» Problem to work on: Search the records for "with". Report every line where it occurs.

______

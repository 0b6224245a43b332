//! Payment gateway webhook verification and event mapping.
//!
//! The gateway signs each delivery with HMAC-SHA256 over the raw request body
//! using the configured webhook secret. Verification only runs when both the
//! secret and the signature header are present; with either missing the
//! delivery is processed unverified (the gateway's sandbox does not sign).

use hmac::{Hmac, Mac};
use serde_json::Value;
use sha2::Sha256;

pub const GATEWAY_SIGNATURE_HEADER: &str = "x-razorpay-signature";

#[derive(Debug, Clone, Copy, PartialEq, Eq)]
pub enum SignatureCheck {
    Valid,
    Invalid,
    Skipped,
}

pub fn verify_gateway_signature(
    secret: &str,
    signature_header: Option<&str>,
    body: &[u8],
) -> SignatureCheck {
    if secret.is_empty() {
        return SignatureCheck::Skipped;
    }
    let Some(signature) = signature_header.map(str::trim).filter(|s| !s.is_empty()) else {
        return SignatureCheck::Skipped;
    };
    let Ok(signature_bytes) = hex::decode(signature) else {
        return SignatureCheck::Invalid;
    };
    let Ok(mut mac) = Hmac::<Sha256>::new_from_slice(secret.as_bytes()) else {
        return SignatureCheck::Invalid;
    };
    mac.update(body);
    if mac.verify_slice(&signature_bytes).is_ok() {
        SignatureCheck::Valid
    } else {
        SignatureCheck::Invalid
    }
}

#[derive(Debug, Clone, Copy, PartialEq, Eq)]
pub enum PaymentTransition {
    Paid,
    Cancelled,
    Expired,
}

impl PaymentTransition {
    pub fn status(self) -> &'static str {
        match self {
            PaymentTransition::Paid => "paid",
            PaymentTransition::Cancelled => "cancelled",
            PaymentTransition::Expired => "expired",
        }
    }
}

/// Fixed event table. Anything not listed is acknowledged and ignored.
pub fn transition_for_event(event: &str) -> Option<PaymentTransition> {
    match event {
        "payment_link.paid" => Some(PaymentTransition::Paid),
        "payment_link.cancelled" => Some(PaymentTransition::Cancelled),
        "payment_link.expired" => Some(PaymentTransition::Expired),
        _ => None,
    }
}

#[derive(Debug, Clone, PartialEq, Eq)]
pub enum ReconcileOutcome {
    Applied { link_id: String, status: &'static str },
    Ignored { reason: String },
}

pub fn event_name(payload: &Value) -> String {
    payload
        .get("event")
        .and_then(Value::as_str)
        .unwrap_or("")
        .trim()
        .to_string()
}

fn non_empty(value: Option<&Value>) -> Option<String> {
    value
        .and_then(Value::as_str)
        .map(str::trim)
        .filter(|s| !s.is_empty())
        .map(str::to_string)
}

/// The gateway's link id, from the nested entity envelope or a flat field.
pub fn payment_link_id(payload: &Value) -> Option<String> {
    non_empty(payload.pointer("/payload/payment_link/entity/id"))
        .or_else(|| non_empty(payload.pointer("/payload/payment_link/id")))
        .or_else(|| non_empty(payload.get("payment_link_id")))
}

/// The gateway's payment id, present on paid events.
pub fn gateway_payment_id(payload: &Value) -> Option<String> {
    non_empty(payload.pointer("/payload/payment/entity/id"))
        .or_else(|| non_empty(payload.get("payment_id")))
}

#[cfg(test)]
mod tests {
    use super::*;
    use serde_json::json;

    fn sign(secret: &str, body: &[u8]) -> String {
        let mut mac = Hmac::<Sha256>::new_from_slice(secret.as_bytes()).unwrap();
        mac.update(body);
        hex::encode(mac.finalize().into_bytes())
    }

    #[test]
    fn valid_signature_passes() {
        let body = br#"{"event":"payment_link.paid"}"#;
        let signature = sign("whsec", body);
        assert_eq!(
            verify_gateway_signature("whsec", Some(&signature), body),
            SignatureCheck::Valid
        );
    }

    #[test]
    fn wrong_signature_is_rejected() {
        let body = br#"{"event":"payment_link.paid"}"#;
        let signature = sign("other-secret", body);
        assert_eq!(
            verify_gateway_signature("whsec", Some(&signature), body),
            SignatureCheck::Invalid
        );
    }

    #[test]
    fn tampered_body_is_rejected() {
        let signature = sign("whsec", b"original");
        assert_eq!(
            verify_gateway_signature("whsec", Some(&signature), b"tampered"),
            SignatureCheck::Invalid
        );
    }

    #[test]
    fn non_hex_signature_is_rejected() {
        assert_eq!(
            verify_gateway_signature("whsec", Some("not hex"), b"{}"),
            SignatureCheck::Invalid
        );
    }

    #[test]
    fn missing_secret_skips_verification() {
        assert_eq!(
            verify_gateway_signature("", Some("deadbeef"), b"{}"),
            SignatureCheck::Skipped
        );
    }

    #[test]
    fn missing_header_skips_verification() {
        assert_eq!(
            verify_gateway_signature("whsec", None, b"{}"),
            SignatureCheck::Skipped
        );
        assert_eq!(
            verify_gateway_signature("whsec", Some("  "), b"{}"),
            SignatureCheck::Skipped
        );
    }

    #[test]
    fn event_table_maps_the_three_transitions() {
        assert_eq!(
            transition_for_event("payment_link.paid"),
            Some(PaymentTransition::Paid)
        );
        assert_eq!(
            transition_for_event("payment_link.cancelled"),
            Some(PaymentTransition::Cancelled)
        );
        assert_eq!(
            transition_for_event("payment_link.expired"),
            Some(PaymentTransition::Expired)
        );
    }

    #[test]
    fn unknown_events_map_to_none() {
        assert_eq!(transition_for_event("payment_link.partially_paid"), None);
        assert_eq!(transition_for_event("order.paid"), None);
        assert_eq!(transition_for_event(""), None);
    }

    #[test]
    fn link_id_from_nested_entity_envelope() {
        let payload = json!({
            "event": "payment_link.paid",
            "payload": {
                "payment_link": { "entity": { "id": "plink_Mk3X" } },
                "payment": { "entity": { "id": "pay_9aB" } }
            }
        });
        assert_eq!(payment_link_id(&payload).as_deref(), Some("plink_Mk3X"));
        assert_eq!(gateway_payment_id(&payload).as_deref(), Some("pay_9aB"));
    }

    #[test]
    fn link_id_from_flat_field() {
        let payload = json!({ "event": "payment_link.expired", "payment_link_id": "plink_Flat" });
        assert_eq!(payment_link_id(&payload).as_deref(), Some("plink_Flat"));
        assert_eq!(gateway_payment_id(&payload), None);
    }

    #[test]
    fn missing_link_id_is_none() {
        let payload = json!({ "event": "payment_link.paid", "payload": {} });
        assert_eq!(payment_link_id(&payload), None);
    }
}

______

» Answer for this exercise:
//! The gateway signs each delivery with HMAC-SHA256 over the raw request body
//! secret and the signature header are present; with either missing the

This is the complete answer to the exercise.